** Exercise details **
Only one span of the listing below should come back. It runs from the line with "Ok(raw_value[1..raw_value.len() - 1].to_string())" through the line with "let value = parse_integer_u64(raw_value)?;", and each of its lines must be reproduced exactly.

** Listed records **

//! File configuration for service defaults.
//!
//! The file is a small `key = value` subset of TOML: strings double-quoted,
//! integers bare, `#` starts a comment. Values given on the command line
//! override the file, which overrides built-in defaults.

use std::env;
use std::fs;
use std::net::SocketAddr;
use std::path::{Path, PathBuf};
use std::time::Duration;

use anyhow::{Context, Result, bail};

use crate::rate_limit::{DEFAULT_DAILY_MAX, DEFAULT_WINDOW, DEFAULT_WINDOW_MAX, RateLimitPolicy};

/// Default listen address.
pub const DEFAULT_BIND: &str = "127.0.0.1:8080";

/// Default interval between stale rate-limit entry sweeps.
pub const DEFAULT_SWEEP_INTERVAL: Duration = Duration::from_secs(300);

const CONFIG_DIR_NAME: &str = "van-tutor";
const CONFIG_FILE_NAME: &str = "config.toml";

/// Values read from the config file; `None` means "not set".
#[derive(Debug, Clone, Default, PartialEq, Eq)]
pub struct FileConfig {
    /// Listen address for `serve`.
    pub bind: Option<SocketAddr>,
    /// Topics file, one topic per line.
    pub topics_file: Option<PathBuf>,
    /// Short rate-limit window in milliseconds.
    pub window_ms: Option<u64>,
    /// Requests allowed per short window.
    pub window_max: Option<u32>,
    /// Requests allowed per day.
    pub daily_max: Option<u32>,
    /// Seconds between stale-entry sweeps.
    pub sweep_interval_secs: Option<u64>,
    /// Default log verbosity.
    pub verbosity: Option<VerbositySetting>,
    /// Key clients by `x-user-id`/`x-forwarded-for` set by a fronting proxy.
    pub trust_proxy_headers: Option<bool>,
}

impl FileConfig {
    /// Validates config values against runtime constraints.
    ///
    /// # Errors
    /// Returns error naming the first out-of-range key.
    pub fn validate(&self) -> Result<()> {
        validate_range("window_ms", self.window_ms, 1, 3_600_000)?;
        validate_range("window_max", self.window_max.map(u64::from), 1, 100_000)?;
        validate_range("daily_max", self.daily_max.map(u64::from), 1, 1_000_000)?;
        validate_range("sweep_interval_secs", self.sweep_interval_secs, 1, 86_400)?;
        Ok(())
    }
}

fn validate_range(field: &str, value: Option<u64>, min: u64, max: u64) -> Result<()> {
    let Some(value) = value else {
        return Ok(());
    };
    if !(min..=max).contains(&value) {
        bail!("Invalid config value for `{field}`: {value}. Expected range: {min}..={max}");
    }
    Ok(())
}

/// Supported config verbosity labels.
#[derive(Debug, Clone, Copy, PartialEq, Eq)]
pub enum VerbositySetting {
    Default,
    Verbose,
    Quiet,
    Debug,
}

impl VerbositySetting {
    /// Returns the stable string label for display output.
    #[must_use]
    pub fn as_str(self) -> &'static str {
        match self {
            Self::Default => "default",
            Self::Verbose => "verbose",
            Self::Quiet => "quiet",
            Self::Debug => "debug",
        }
    }

    /// Log filter directive for this verbosity.
    #[must_use]
    pub fn filter_directive(self) -> &'static str {
        match self {
            Self::Default => "info",
            Self::Verbose => "debug",
            Self::Quiet => "error",
            Self::Debug => "trace",
        }
    }
}

/// Loaded config metadata.
#[derive(Debug, Clone, Default)]
pub struct LoadedConfig {
    /// Resolved config path, if one could be determined.
    pub path: Option<PathBuf>,
    /// Parsed file config when a config file exists.
    pub config: Option<FileConfig>,
}

/// Resolves the default config path.
///
/// Priority:
/// 1. `$XDG_CONFIG_HOME/van-tutor/config.toml`
/// 2. `$HOME/.config/van-tutor/config.toml`
#[must_use]
pub fn resolve_default_config_path() -> Option<PathBuf> {
    if let Some(xdg_config_home) = env_var_non_empty_os("XDG_CONFIG_HOME") {
        return Some(
            PathBuf::from(xdg_config_home)
                .join(CONFIG_DIR_NAME)
                .join(CONFIG_FILE_NAME),
        );
    }

    let home = env_var_non_empty_os("HOME")?;
    Some(
        PathBuf::from(home)
            .join(".config")
            .join(CONFIG_DIR_NAME)
            .join(CONFIG_FILE_NAME),
    )
}

fn env_var_non_empty_os(name: &str) -> Option<std::ffi::OsString> {
    let value = env::var_os(name)?;
    if value.is_empty() { None } else { Some(value) }
}

/// Loads config from `explicit` if given, else from the default path if present.
///
/// # Errors
/// Returns error if an explicit path is missing, or any config file cannot be
/// read or parsed.
pub fn load_config(explicit: Option<&Path>) -> Result<LoadedConfig> {
    if let Some(path) = explicit {
        let config = load_file_config(path)?;
        return Ok(LoadedConfig {
            path: Some(path.to_path_buf()),
            config: Some(config),
        });
    }

    let path = resolve_default_config_path();
    let config = match path.as_deref() {
        Some(path_ref) if path_ref.exists() => Some(load_file_config(path_ref)?),
        _ => None,
    };
    Ok(LoadedConfig { path, config })
}

fn load_file_config(path: &Path) -> Result<FileConfig> {
    let raw = fs::read_to_string(path)
        .with_context(|| format!("Failed to read config file '{}'", path.display()))?;
    parse_config_str(&raw)
        .with_context(|| format!("Failed to parse config file '{}'", path.display()))
}

/// Parses config file contents.
///
/// # Errors
/// Returns error on syntax errors, unknown keys, or invalid values.
pub fn parse_config_str(raw: &str) -> Result<FileConfig> {
    let mut cfg = FileConfig::default();
    for (line_index, raw_line) in raw.lines().enumerate() {
        let line_number = line_index + 1;
        let line = strip_inline_comment(raw_line).trim();
        if line.is_empty() {
            continue;
        }

        let Some((raw_key, raw_value)) = line.split_once('=') else {
            bail!("Invalid config syntax on line {line_number}: expected key = value");
        };

        let key = raw_key.trim();
        let value = raw_value.trim();
        let invalid = || format!("Invalid `{key}` value on line {line_number}");

        match key {
            "bind" => {
                let parsed = parse_string_literal(value).with_context(invalid)?;
                let addr = parsed
                    .parse::<SocketAddr>()
                    .with_context(|| format!("Invalid `bind` address '{parsed}' on line {line_number}"))?;
                cfg.bind = Some(addr);
            }
            "topics_file" => {
                let parsed = parse_string_literal(value).with_context(invalid)?;
                cfg.topics_file = Some(PathBuf::from(parsed));
            }
            "window_ms" => {
                cfg.window_ms = Some(parse_integer_u64(value).with_context(invalid)?);
            }
            "window_max" => {
                cfg.window_max = Some(parse_integer_u32(value).with_context(invalid)?);
            }
            "daily_max" => {
                cfg.daily_max = Some(parse_integer_u32(value).with_context(invalid)?);
            }
            "sweep_interval_secs" => {
                cfg.sweep_interval_secs = Some(parse_integer_u64(value).with_context(invalid)?);
            }
            "trust_proxy_headers" => {
                cfg.trust_proxy_headers = Some(parse_bool(value).with_context(invalid)?);
            }
            "verbosity" => {
                let parsed = parse_string_literal(value).with_context(invalid)?;
                cfg.verbosity = Some(parse_verbosity(&parsed).with_context(|| {
                    format!("Invalid `verbosity` value '{parsed}' on line {line_number}")
                })?);
            }
            unknown => {
                bail!("Unknown configuration key: '{unknown}' on line {line_number}");
            }
        }
    }
    cfg.validate()?;
    Ok(cfg)
}

fn strip_inline_comment(line: &str) -> &str {
    let mut in_string = false;
    for (index, ch) in line.char_indices() {
        match ch {
            '"' => in_string = !in_string,
            '#' if !in_string => return &line[..index],
            _ => {}
        }
    }
    line
}

fn parse_string_literal(raw_value: &str) -> Result<String> {
    if raw_value.len() < 2 || !raw_value.starts_with('"') || !raw_value.ends_with('"') {
        bail!("Expected double-quoted string");
    }
    Ok(raw_value[1..raw_value.len() - 1].to_string())
}

fn parse_integer_u64(raw_value: &str) -> Result<u64> {
    let token = raw_value.trim();
    if token.is_empty() {
        bail!("Expected integer value");
    }
    let value = token.parse::<i128>()?;
    if value < 0 {
        bail!("Expected non-negative integer");
    }
    u64::try_from(value).map_err(|_| anyhow::anyhow!("Integer value out of range for u64"))
}

fn parse_integer_u32(raw_value: &str) -> Result<u32> {
    let value = parse_integer_u64(raw_value)?;
    u32::try_from(value).map_err(|_| anyhow::anyhow!("Integer value out of range for u32"))
}

fn parse_bool(raw_value: &str) -> Result<bool> {
    match raw_value {
        "true" => Ok(true),
        "false" => Ok(false),
        _ => bail!("Expected true or false"),
    }
}

fn parse_verbosity(value: &str) -> Result<VerbositySetting> {
    match value {
        "default" => Ok(VerbositySetting::Default),
        "verbose" => Ok(VerbositySetting::Verbose),
        "quiet" => Ok(VerbositySetting::Quiet),
        "debug" => Ok(VerbositySetting::Debug),
        other => bail!("Expected one of default, verbose, quiet, debug; got '{other}'"),
    }
}

/// Command-line values that take precedence over the config file.
#[derive(Debug, Clone, Default)]
pub struct ServeOverrides {
    pub bind: Option<SocketAddr>,
    pub topics_file: Option<PathBuf>,
    pub window_ms: Option<u64>,
    pub window_max: Option<u32>,
    pub daily_max: Option<u32>,
    pub trust_proxy_headers: Option<bool>,
}

/// Fully resolved service settings.
#[derive(Debug, Clone, PartialEq, Eq)]
pub struct ServiceSettings {
    pub bind: SocketAddr,
    pub topics_file: Option<PathBuf>,
    pub policy: RateLimitPolicy,
    pub sweep_interval: Duration,
    pub trust_proxy_headers: bool,
}

impl ServiceSettings {
    /// Layers defaults, then `file`, then `overrides`.
    ///
    /// # Errors
    /// Returns error if an override is outside the accepted range.
    pub fn resolve(file: Option<&FileConfig>, overrides: &ServeOverrides) -> Result<Self> {
        let file = file.cloned().unwrap_or_default();
        let merged = FileConfig {
            bind: overrides.bind.or(file.bind),
            topics_file: overrides.topics_file.clone().or(file.topics_file),
            window_ms: overrides.window_ms.or(file.window_ms),
            window_max: overrides.window_max.or(file.window_max),
            daily_max: overrides.daily_max.or(file.daily_max),
            sweep_interval_secs: file.sweep_interval_secs,
            verbosity: file.verbosity,
            trust_proxy_headers: overrides.trust_proxy_headers.or(file.trust_proxy_headers),
        };
        merged.validate()?;

        let bind = match merged.bind {
            Some(bind) => bind,
            None => DEFAULT_BIND
                .parse()
                .context("Invalid built-in bind address")?,
        };

        Ok(Self {
            bind,
            topics_file: merged.topics_file,
            policy: RateLimitPolicy {
                window: merged.window_ms.map_or(DEFAULT_WINDOW, Duration::from_millis),
                window_max: merged.window_max.unwrap_or(DEFAULT_WINDOW_MAX),
                daily_max: merged.daily_max.unwrap_or(DEFAULT_DAILY_MAX),
            },
            sweep_interval: merged
                .sweep_interval_secs
                .map_or(DEFAULT_SWEEP_INTERVAL, Duration::from_secs),
            trust_proxy_headers: merged.trust_proxy_headers.unwrap_or(false),
        })
    }
}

** Result for this task **
    Ok(raw_value[1..raw_value.len() - 1].to_string())
}

fn parse_integer_u64(raw_value: &str) -> Result<u64> {
    let token = raw_value.trim();
    if token.is_empty() {
        bail!("Expected integer value");
    }
    let value = token.parse::<i128>()?;
    if value < 0 {
        bail!("Expected non-negative integer");
    }
    u64::try_from(value).map_err(|_| anyhow::anyhow!("Integer value out of range for u64"))
}

fn parse_integer_u32(raw_value: &str) -> Result<u32> {
    let value = parse_integer_u64(raw_value)?;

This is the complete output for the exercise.